While awaiting a cure and witnessing the personal kissy-stuff, we still get plenty of reminders of their completely immoral and terrorist-like behaviour. Section heads Madeline (Alberta Watson) and Operations (Eugene Robert Glazer) spend the episode having a bit of a romantic tiff, but it's sparked by a petty argument over interrogation techniques during routine torture: Madeline wants to try for more information, Operations thinks they have enough. To end the argument, he simply kills the prisoner (not only vicious, but also quite rude). It's presented as neither cute nor necessary. Later, an infected operative is denied painkillers so that he'll make a better subject for vaccine testing. When the crisis is all over, Madeline and Operations return to the dreary day-to-day business of cutting the dead wood from Section, emotionlessly 'cancelling'(ie. killing) a number of the lives that were just saved.

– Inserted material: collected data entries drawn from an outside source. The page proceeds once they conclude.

/*!
Digital signatures with ECDSA on P-256.

Signatures are the fixed-width `r || s` encoding (64 bytes) produced by
WebCrypto, hex encoded. The message digest is configurable; SHA-256 is the
default.
*/

use p256::ecdsa::{
    Signature, SigningKey, VerifyingKey,
    signature::hazmat::{PrehashSigner, PrehashVerifier},
};
use rand_core::OsRng;

use crate::core::{
    crypto::{
        config::{CryptoConfig, SignatureConfig},
        hash::compute_digest,
        keys::{AlgorithmFamily, CryptoKey, KeyMaterial, KeyPair, KeyRole},
    },
    encoding::{TextCodec, bytes_to_hex_string, hex_string_to_bytes},
    error::{CryptoError, Error, Result},
};

/// ECDSA adapter
#[derive(Debug, Clone, Default)]
pub struct SignatureService {
    config: SignatureConfig,
    codec: TextCodec,
}

impl SignatureService {
    /// Create a signature service with the default parameters
    pub fn new() -> Self {
        Self::default()
    }

    /// Create a signature service with specific parameters
    pub fn with_config(config: SignatureConfig, codec: TextCodec) -> Self {
        Self { config, codec }
    }

    /// Create a signature service from the playground configuration
    pub fn from_config(config: &CryptoConfig) -> Self {
        Self::with_config(config.signature, config.text_codec)
    }

    /// Algorithm name
    pub fn algorithm(&self) -> &'static str {
        "ECDSA"
    }

    /// Generate a signing/verification key pair
    pub fn generate_keys(&self) -> Result<KeyPair> {
        let signing = SigningKey::random(&mut OsRng);
        let verifying = VerifyingKey::from(&signing);

        let pair = KeyPair::new(KeyMaterial::EcdsaVerifying(verifying), KeyMaterial::EcdsaSigning(signing));
        log::debug!(
            "generated {} {} key pair {}",
            self.algorithm(),
            self.config.curve.name(),
            pair.id()
        );
        Ok(pair)
    }

    /// Sign text with a private key, returning the hex signature
    pub fn sign(&self, private_key: &CryptoKey, text: &str) -> Result<String> {
        let KeyMaterial::EcdsaSigning(signing) =
            private_key.material_for(AlgorithmFamily::Signature, KeyRole::Private)?
        else {
            return Err(Error::Internal("private key without ECDSA material".into()));
        };

        let prehash = compute_digest(self.config.hash, &self.codec.encode(text));
        let signature: Signature = signing
            .sign_prehash(&prehash)
            .map_err(|_| Error::Crypto(CryptoError::SigningFailed))?;
        bytes_to_hex_string(signature.to_bytes().as_slice()).ok_or(Error::Crypto(CryptoError::SigningFailed))
    }

    /// Verify a hex signature over text with a public key.
    ///
    /// Malformed hex is an error. A signature that is well-formed hex but
    /// does not match (including one of the wrong length) is `Ok(false)`.
    pub fn verify(&self, public_key: &CryptoKey, text: &str, hex_signature: &str) -> Result<bool> {
        let KeyMaterial::EcdsaVerifying(verifying) =
            public_key.material_for(AlgorithmFamily::Signature, KeyRole::Public)?
        else {
            return Err(Error::Internal("public key without ECDSA material".into()));
        };

        let signature_bytes = hex_string_to_bytes(hex_signature)?;
        let Ok(signature) = Signature::from_slice(&signature_bytes) else {
            return Ok(false);
        };

        let prehash = compute_digest(self.config.hash, &self.codec.encode(text));
        Ok(verifying.verify_prehash(&prehash, &signature).is_ok())
    }
}
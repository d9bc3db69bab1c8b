/*!
One-way hashing with the SHA family.
*/

use sha2::{Digest, Sha256, Sha384, Sha512};
use sha1::Sha1;
use subtle::ConstantTimeEq;

use crate::core::{
    crypto::config::{CryptoConfig, HashAlgorithm},
    encoding::{TextCodec, bytes_to_hex_string, hex_string_to_bytes},
    error::{Error, Result},
};

/// Compute a raw digest
pub(crate) fn compute_digest(algorithm: HashAlgorithm, data: &[u8]) -> Vec<u8> {
    match algorithm {
        HashAlgorithm::Sha1 => Sha1::digest(data).to_vec(),
        HashAlgorithm::Sha256 => Sha256::digest(data).to_vec(),
        HashAlgorithm::Sha384 => Sha384::digest(data).to_vec(),
        HashAlgorithm::Sha512 => Sha512::digest(data).to_vec(),
    }
}

/// Digest adapter
#[derive(Debug, Clone, Default)]
pub struct DigestHasher {
    codec: TextCodec,
}

impl DigestHasher {
    /// Create a hasher with the default text codec
    pub fn new() -> Self {
        Self::default()
    }

    /// Create a hasher with a specific text codec
    pub fn with_codec(codec: TextCodec) -> Self {
        Self { codec }
    }

    /// Create a hasher from the playground configuration
    pub fn from_config(config: &CryptoConfig) -> Self {
        Self::with_codec(config.text_codec)
    }

    /// Hash text under the algorithm with the given WebCrypto name.
    ///
    /// Fails with [`Error::UnsupportedAlgorithm`] for names other than
    /// `SHA-1`, `SHA-256`, `SHA-384` and `SHA-512`.
    pub fn hash(&self, algorithm_name: &str, text: &str) -> Result<String> {
        self.digest(algorithm_name.parse()?, text)
    }

    /// Hash text, returning the hex digest
    pub fn digest(&self, algorithm: HashAlgorithm, text: &str) -> Result<String> {
        let digest = compute_digest(algorithm, &self.codec.encode(text));
        bytes_to_hex_string(&digest).ok_or_else(|| Error::Internal(format!("empty {} digest", algorithm)))
    }

    /// Check a hex digest against text
    pub fn verify(&self, algorithm: HashAlgorithm, text: &str, hex_digest: &str) -> Result<bool> {
        let expected = hex_string_to_bytes(hex_digest)?;
        let actual = compute_digest(algorithm, &self.codec.encode(text));
        Ok(actual.ct_eq(&expected).into())
    }
}
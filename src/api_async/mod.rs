/*!
Asynchronous API for the playground adapters.

Every operation runs on Tokio's blocking pool and is awaited, so RSA key
generation and the other CPU-bound calls never stall the async runtime.
*/

mod crypto;

// Re-export components for ease of use
pub use crypto::AsyncCrypto;
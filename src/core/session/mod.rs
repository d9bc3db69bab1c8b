/*!
Playground sessions.

A session owns everything one demo page needs: its generated keys, the
current text and any lock or selection state. Operations either succeed and
update the session or fail and leave it as it was.
*/

// Shared pieces
pub mod slots;
pub mod state;

// One session per demo
pub mod symmetric;
pub mod asymmetric;
pub mod hash;
pub mod key_exchange;
pub mod signature;

// Tagged session over all demos
pub mod demo;

pub use self::asymmetric::AsymmetricSession;
pub use self::demo::Demo;
pub use self::hash::HashSession;
pub use self::key_exchange::KeyExchangeSession;
pub use self::signature::{SignatureCheck, SignatureSession};
pub use self::slots::{PlaygroundKey, Slot};
pub use self::state::LockState;
pub use self::symmetric::SymmetricSession;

Madeline and Operations' brief burst of emotion in a scene in which they discuss their past as younger operatives seems only to serve as a reminder that similarly torn Michael and Nikita are bound for the same cold and morally compromised destination. If they're not there already: Michael and Nikita secure an antidote by kidnapping the scientist who, to save his kidnapped wife and child from being killed a rival terrorist group, created the virus in the first place. He agrees to help when Michael promises to rescue his family and, it seems, does so. The episode ends with the scientist, now captive in Section, asking what will happen to him. 'You'll be killed or you will work for us', Michael replies flatly. The scientist at least takes some comfort in the safety of his family.

Later, Michael explains to Nikita that the rescue was faked and his family will likely be killed anyway; even if he works for them, the scientist will never be released. It's a nice ending for a group of people we just spent an episode hoping to save, and a harshly direct vision that sets La Femme Nikita apart from so many spy and heroic fantasies, where violent global action is somehow always philosophically-clear and casualty-free. By now Nikita is past questioning her environment – unwilling but seemingly powerless to intervene, we're left to question the extent of her complicity.